Erin B. Logan, the twenty-six-year-old chair of the Black Caucus, told me that Soon-Shiong was receptive to the journalists’ concerns. “Shortly after I arrived, we did a head count, and I was, like, ‘Wow, there are not a lot of Black faces here,’ ” she said. “And Patrick, with his background, I think, was immediately in touch with that.” After receiving the letter, he hired more Black journalists; he also commissioned an apology for the paper’s past coverage, which was often racist. Logan was impressed. “Newspapers tend to be owned by a certain kind of person,” she said. “But Patrick is different. He’s personally experienced discrimination like this.”

This February, the Wall Street Journal reported that Soon-Shiong was considering selling the Times. The next day, Nika, Patrick’s twenty-eight-year-old daughter, tweeted, “WSJ is 100% wrong.” Journalists at the Times told me that Nika, who runs an experimental basic-income program in Compton and is a doctoral candidate at Oxford, has taken an interest in the paper. “​​A light switch has gone off for me, in the past year, of understanding the influence that public perception and mass narratives have over public-policy decisions,” she told me.
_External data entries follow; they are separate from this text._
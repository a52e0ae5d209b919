//! Task management
//!
//! A task is the unit of scheduling: saved interrupt frame, owned address
//! space, descriptor table, userspace allocator, and a dedicated kernel
//! stack used while servicing system calls. PID 0 is reserved for each
//! CPU's idle task; user PIDs come from a global monotonic counter.

pub mod exec;
pub mod sched;

use alloc::boxed::Box;
use alloc::vec;

use core::sync::atomic::{AtomicU64, Ordering};

use crate::arch::TrapFrame;
use crate::error::KernelResult;
use crate::fs::FdTable;
use crate::mm::uvm::UserspaceAllocator;
use crate::mm::AddressSpace;

/// Process ID type
pub type Pid = u64;

/// Pages in a per-task syscall stack
pub const SYSCALL_STACK_PAGES: usize = 3;
/// Per-task syscall stack size in bytes
pub const SYSCALL_STACK_SIZE: usize = SYSCALL_STACK_PAGES * 0x1000;

/// Scheduling state of a task
#[derive(Debug, Clone, Copy, PartialEq, Eq)]
pub enum TaskState {
    /// Runnable or running
    Normal,
    /// Suspended until `unblock`/`unsuspend`
    Blocked,
    /// Suspended in `wait_for_child`
    WaitingForChild,
    /// Exited, not yet reaped by the parent
    Zombie,
}

static NEXT_PID: AtomicU64 = AtomicU64::new(1);

/// Allocate a fresh PID (relaxed: only uniqueness matters)
pub fn alloc_pid() -> Pid {
    NEXT_PID.fetch_add(1, Ordering::Relaxed)
}

/// Dedicated kernel stack used while a task is in ring 0
///
/// Sixteen-byte aligned heap storage; the TSS is pointed at `top()` when
/// the task is scheduled so nested interrupts land here.
pub struct KernelStack {
    pub(crate) mem: Box<[u128]>,
}

impl KernelStack {
    pub fn new() -> Self {
        Self {
            mem: vec![0u128; SYSCALL_STACK_SIZE / 16].into_boxed_slice(),
        }
    }

    /// Highest address, exclusive; the initial stack pointer
    pub fn top(&self) -> u64 {
        self.mem.as_ptr() as u64 + SYSCALL_STACK_SIZE as u64
    }

    /// Byte-copy another stack's contents into this one
    ///
    /// Fork relies on this: the child resumes inside the same syscall at
    /// the same stack offset as the parent.
    pub fn copy_from(&mut self, other: &KernelStack) {
        self.mem.copy_from_slice(&other.mem);
    }

    pub fn bytes(&self) -> &[u8] {
        unsafe {
            core::slice::from_raw_parts(self.mem.as_ptr() as *const u8, SYSCALL_STACK_SIZE)
        }
    }
}

impl Default for KernelStack {
    fn default() -> Self {
        Self::new()
    }
}

/// The unit of scheduling
pub struct Task<A: AddressSpace> {
    pub pid: Pid,
    pub parent: Pid,
    pub state: TaskState,
    /// Saved register state; restored on the next dispatch
    pub frame: TrapFrame,
    pub space: A,
    pub fds: FdTable,
    pub uvm: UserspaceAllocator,
    pub kstack: KernelStack,
    /// FS base programmed for thread-local storage
    pub tls_base: u64,
}

impl<A: AddressSpace> Task<A> {
    /// Create a task around an existing address space
    ///
    /// `assign_pid` is false only for per-CPU idle tasks, which share
    /// PID 0 and are never enqueued.
    pub fn new(
        space: A,
        entry: u64,
        stack_ptr: u64,
        user: bool,
        assign_pid: bool,
    ) -> KernelResult<Self> {
        Ok(Self {
            pid: if assign_pid { alloc_pid() } else { 0 },
            parent: 0,
            state: TaskState::Normal,
            frame: TrapFrame::initial(entry, stack_ptr, user),
            space,
            fds: FdTable::new(),
            uvm: UserspaceAllocator::new(),
            kstack: KernelStack::new(),
            tls_base: 0,
        })
    }
}

#[cfg(test)]
mod tests {
    use super::*;
    use crate::mm::testing::MockSpace;

    #[test]
    fn test_pids_are_unique_and_nonzero() {
        let a = alloc_pid();
        let b = alloc_pid();
        assert_ne!(a, 0);
        assert_ne!(a, b);
    }

    #[test]
    fn test_idle_task_has_pid_zero() {
        let task = Task::new(MockSpace::new().unwrap(), 0, 0, false, false).unwrap();
        assert_eq!(task.pid, 0);
        let user = Task::new(MockSpace::new().unwrap(), 0, 0, true, true).unwrap();
        assert_ne!(user.pid, 0);
    }

    #[test]
    fn test_kernel_stack_copy_is_bytewise() {
        let mut a = KernelStack::new();
        let b = KernelStack::new();
        assert_eq!(a.top() % 16, 0);
        a.mem[0] = 0xDEAD_BEEF;
        a.mem[SYSCALL_STACK_SIZE / 16 - 1] = 0xF00D;
        a.copy_from(&b);
        assert_eq!(a.bytes(), b.bytes());
    }
}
In December, 2020, Pearlstine left the Times. Still, he remains fond of Soon-Shiong, who, he said, had never interfered in editorial coverage. This May, Soon-Shiong announced that Kevin Merida would succeed Pearlstine. Merida, who is Black, previously ran the multimedia platform the Undefeated, at ESPN, which focussed on the cultural intersection of race and sports. He told me that he thought the Times could reach a million subscribers. “I wouldn’t have come here if I didn’t feel good about Patrick and Michele,” Merida said.
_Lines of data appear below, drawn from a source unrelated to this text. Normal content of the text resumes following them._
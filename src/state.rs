use crate::identity::IdentityProvider;
use crate::schedule::Scheduler;
use crate::session::Session;
use crate::storage::DocumentStore;
use std::{sync::Arc, time::Duration};
use tokio::sync::{Mutex, watch};

#[derive(Clone)]
pub struct AppState {
    pub session: Arc<Mutex<Session>>,
    pub store: Arc<dyn DocumentStore>,
    pub identity: Arc<dyn IdentityProvider>,
    pub scheduler: Arc<dyn Scheduler>,
    /// Id of the user whose tracker is currently loaded.
    pub loaded: Arc<watch::Sender<Option<String>>>,
}

impl AppState {
    pub fn new(
        store: Arc<dyn DocumentStore>,
        identity: Arc<dyn IdentityProvider>,
        scheduler: Arc<dyn Scheduler>,
        debounce: Duration,
    ) -> Self {
        let (loaded, _) = watch::channel(None);
        Self {
            session: Arc::new(Mutex::new(Session::new(debounce))),
            store,
            identity,
            scheduler,
            loaded: Arc::new(loaded),
        }
    }
}
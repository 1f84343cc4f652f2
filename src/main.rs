use gym_tracker::{
    identity::LocalIdentityProvider, loader, persistence, router, schedule::TokioScheduler,
    AppState, Config, FileDocumentStore,
};
use std::{net::SocketAddr, sync::Arc};
use tokio::fs;
use tracing::{error, info};
use tracing_subscriber::{fmt, EnvFilter};

#[tokio::main]
async fn main() -> Result<(), Box<dyn std::error::Error>> {
    fmt()
        .with_env_filter(EnvFilter::from_default_env().add_directive("info".parse()?))
        .init();

    let config = Config::load()?;
    fs::create_dir_all(&config.data_dir).await?;

    let state = AppState::new(
        Arc::new(FileDocumentStore::new(config.data_dir.clone())),
        Arc::new(LocalIdentityProvider::new(config.account.clone())),
        Arc::new(TokioScheduler),
        config.debounce,
    );
    let identity_listener = loader::spawn_listener(state.clone());

    let app = router(state.clone());
    let addr = SocketAddr::from(([0, 0, 0, 0], config.port));

    info!("listening on http://{addr}");
    let listener = tokio::net::TcpListener::bind(addr).await?;
    axum::serve(listener, app)
        .with_graceful_shutdown(shutdown_signal())
        .await?;

    identity_listener.abort();
    if let Err(err) = persistence::flush(&state).await {
        error!("failed to save pending edits on shutdown: {err}");
    }

    Ok(())
}

async fn shutdown_signal() {
    if let Err(err) = tokio::signal::ctrl_c().await {
        error!("failed to listen for shutdown signal: {err}");
        std::future::pending::<()>().await;
    }
    info!("shutting down");
}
Soon-Shiong seems less interested in the news business in general than in the L.A. Times specifically. To buy the paper, he had to take a substantial minority stake in Tribune Publishing, the parent company of the Baltimore Sun, the New York Daily News, the Chicago Tribune, and several other regional newspapers. Earlier this year, he approved—or, at least, did not contest—the sale of Tribune Publishing to Alden Capital, a hedge fund that the columnist Joe Nocera called the “destroyer of newspapers” for its cost-cutting tactics. “Local benefactors should manage local papers,” Soon-Shiong said of the deal. “I couldn’t manage the Baltimore Sun.”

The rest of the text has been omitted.